## How to complete this task
Every line below that includes the word "dependencies" needs to be copied.

## Data for review
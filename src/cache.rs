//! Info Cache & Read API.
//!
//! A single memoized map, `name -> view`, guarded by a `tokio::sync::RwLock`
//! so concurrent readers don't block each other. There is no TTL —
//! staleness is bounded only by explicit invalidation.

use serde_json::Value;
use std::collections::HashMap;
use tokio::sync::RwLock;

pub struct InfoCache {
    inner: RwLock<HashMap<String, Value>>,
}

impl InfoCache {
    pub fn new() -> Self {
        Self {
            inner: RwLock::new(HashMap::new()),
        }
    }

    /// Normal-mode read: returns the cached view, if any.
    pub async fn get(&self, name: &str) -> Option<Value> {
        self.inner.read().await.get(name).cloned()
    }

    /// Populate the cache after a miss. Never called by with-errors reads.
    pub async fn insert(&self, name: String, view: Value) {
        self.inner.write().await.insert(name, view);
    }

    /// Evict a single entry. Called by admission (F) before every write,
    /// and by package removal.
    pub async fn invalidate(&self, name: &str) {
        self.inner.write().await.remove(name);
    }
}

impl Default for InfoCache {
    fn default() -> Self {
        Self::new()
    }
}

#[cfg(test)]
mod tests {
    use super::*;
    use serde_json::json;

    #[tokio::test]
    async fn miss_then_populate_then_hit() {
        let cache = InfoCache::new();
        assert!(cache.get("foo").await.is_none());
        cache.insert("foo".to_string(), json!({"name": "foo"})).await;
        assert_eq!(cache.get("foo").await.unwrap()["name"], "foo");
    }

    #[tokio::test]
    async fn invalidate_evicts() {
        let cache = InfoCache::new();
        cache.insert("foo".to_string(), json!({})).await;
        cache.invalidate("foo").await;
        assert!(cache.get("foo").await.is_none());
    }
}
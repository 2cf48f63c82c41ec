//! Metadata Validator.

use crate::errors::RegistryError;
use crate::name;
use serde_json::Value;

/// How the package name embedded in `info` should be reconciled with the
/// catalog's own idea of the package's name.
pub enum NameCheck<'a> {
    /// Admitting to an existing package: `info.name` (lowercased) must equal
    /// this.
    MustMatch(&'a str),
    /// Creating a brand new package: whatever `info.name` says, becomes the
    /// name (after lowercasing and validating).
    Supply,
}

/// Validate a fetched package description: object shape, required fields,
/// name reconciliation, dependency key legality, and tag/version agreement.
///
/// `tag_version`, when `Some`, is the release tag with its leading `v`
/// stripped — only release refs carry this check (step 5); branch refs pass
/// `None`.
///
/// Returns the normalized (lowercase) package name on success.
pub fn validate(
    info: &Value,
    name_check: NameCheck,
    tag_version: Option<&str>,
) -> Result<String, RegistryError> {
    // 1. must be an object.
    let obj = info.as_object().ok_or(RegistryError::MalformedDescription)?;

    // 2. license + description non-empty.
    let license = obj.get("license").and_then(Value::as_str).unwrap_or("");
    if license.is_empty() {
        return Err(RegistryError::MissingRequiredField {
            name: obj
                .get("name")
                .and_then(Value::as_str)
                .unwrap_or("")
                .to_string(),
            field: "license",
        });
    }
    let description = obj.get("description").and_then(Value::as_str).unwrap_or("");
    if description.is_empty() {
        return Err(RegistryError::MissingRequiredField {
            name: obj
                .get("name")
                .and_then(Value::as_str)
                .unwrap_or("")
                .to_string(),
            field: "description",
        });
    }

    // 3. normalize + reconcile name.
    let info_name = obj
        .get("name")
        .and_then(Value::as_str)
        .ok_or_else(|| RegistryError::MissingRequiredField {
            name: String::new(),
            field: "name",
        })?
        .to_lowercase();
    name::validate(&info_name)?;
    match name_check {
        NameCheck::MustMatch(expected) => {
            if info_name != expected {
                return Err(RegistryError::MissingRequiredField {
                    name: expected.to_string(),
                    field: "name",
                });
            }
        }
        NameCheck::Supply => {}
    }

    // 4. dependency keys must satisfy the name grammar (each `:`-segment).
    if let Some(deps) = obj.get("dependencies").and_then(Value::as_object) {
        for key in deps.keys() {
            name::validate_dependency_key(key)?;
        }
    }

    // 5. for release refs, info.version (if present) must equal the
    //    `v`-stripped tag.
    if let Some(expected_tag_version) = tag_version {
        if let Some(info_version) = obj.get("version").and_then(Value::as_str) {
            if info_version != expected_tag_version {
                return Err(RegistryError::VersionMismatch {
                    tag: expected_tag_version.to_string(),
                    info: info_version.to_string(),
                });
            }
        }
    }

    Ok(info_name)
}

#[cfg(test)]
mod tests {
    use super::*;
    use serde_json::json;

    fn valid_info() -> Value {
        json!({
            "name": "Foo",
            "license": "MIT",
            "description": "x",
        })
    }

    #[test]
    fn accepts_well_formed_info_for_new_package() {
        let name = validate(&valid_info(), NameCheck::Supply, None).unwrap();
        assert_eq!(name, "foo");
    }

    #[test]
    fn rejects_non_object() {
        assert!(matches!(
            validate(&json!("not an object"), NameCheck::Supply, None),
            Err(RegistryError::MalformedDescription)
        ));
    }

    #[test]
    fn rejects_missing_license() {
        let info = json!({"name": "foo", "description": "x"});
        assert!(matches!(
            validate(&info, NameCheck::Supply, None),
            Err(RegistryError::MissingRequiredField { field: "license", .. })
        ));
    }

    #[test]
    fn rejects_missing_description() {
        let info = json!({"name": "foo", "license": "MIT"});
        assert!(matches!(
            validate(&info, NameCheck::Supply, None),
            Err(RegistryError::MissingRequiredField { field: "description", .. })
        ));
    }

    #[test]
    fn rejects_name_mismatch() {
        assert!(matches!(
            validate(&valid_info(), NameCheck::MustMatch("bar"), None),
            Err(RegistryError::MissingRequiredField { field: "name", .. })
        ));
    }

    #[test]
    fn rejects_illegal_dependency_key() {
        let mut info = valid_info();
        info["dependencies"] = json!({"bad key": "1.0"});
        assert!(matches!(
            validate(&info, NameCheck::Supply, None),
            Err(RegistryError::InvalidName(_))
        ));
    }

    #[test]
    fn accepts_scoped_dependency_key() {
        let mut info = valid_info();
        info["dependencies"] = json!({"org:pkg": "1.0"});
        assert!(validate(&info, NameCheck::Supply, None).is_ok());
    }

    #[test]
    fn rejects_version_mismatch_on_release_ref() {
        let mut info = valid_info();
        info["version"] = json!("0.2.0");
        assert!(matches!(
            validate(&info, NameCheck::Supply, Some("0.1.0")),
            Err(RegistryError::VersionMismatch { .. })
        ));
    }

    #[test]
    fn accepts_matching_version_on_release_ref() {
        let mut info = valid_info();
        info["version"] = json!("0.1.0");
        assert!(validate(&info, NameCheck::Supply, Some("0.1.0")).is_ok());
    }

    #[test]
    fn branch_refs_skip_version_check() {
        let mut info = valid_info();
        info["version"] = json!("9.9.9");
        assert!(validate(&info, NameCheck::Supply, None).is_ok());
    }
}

* * *

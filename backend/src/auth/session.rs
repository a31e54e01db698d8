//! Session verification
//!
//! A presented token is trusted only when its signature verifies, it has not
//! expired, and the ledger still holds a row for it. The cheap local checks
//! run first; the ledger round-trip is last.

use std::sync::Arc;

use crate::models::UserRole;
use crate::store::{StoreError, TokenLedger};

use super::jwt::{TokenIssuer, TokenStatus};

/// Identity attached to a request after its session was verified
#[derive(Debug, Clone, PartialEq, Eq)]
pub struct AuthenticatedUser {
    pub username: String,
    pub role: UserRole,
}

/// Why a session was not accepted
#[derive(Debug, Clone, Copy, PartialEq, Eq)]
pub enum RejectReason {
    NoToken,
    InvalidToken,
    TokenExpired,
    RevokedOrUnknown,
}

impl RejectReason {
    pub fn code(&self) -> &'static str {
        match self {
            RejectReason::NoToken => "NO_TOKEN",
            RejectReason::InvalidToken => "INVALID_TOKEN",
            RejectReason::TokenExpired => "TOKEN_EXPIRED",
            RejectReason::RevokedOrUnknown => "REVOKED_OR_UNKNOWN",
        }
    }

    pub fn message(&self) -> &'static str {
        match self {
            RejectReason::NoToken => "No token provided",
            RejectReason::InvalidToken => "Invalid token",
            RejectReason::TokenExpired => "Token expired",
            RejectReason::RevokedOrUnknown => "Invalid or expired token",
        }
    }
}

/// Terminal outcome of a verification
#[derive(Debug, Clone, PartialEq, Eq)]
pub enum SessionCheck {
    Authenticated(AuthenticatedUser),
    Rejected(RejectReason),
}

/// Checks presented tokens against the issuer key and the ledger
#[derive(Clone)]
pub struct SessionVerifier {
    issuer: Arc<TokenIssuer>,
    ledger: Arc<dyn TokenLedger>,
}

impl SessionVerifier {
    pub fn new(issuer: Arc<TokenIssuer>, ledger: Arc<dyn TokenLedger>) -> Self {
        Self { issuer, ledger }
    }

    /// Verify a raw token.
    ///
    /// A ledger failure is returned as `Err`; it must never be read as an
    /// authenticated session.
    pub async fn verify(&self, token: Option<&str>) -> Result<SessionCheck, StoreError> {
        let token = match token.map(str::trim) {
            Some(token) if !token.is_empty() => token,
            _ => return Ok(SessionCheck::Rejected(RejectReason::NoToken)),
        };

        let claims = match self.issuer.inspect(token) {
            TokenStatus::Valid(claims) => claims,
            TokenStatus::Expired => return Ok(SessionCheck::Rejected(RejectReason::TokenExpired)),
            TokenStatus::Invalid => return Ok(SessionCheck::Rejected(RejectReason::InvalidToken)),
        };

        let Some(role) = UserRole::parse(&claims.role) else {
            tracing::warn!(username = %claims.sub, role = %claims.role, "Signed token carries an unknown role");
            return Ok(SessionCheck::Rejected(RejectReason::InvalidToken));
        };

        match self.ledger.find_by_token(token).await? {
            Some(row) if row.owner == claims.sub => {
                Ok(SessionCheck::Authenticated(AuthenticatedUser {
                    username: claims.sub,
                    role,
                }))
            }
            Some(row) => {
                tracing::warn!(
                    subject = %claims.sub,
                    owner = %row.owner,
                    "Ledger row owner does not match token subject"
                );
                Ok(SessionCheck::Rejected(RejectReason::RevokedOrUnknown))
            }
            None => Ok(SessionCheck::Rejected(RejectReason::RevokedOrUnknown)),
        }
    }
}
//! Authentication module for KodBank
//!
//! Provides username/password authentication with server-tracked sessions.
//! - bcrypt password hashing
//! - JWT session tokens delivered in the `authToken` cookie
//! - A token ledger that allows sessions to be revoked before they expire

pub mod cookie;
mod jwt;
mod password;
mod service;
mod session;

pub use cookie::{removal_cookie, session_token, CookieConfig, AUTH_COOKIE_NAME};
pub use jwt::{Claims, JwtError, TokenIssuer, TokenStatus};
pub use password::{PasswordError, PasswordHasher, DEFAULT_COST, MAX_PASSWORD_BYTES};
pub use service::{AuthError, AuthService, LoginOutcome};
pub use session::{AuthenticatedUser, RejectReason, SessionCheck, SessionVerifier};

## Exercise response
    if let Some(deps) = obj.get("dependencies").and_then(Value::as_object) {
        info["dependencies"] = json!({"bad key": "1.0"});
        info["dependencies"] = json!({"org:pkg": "1.0"});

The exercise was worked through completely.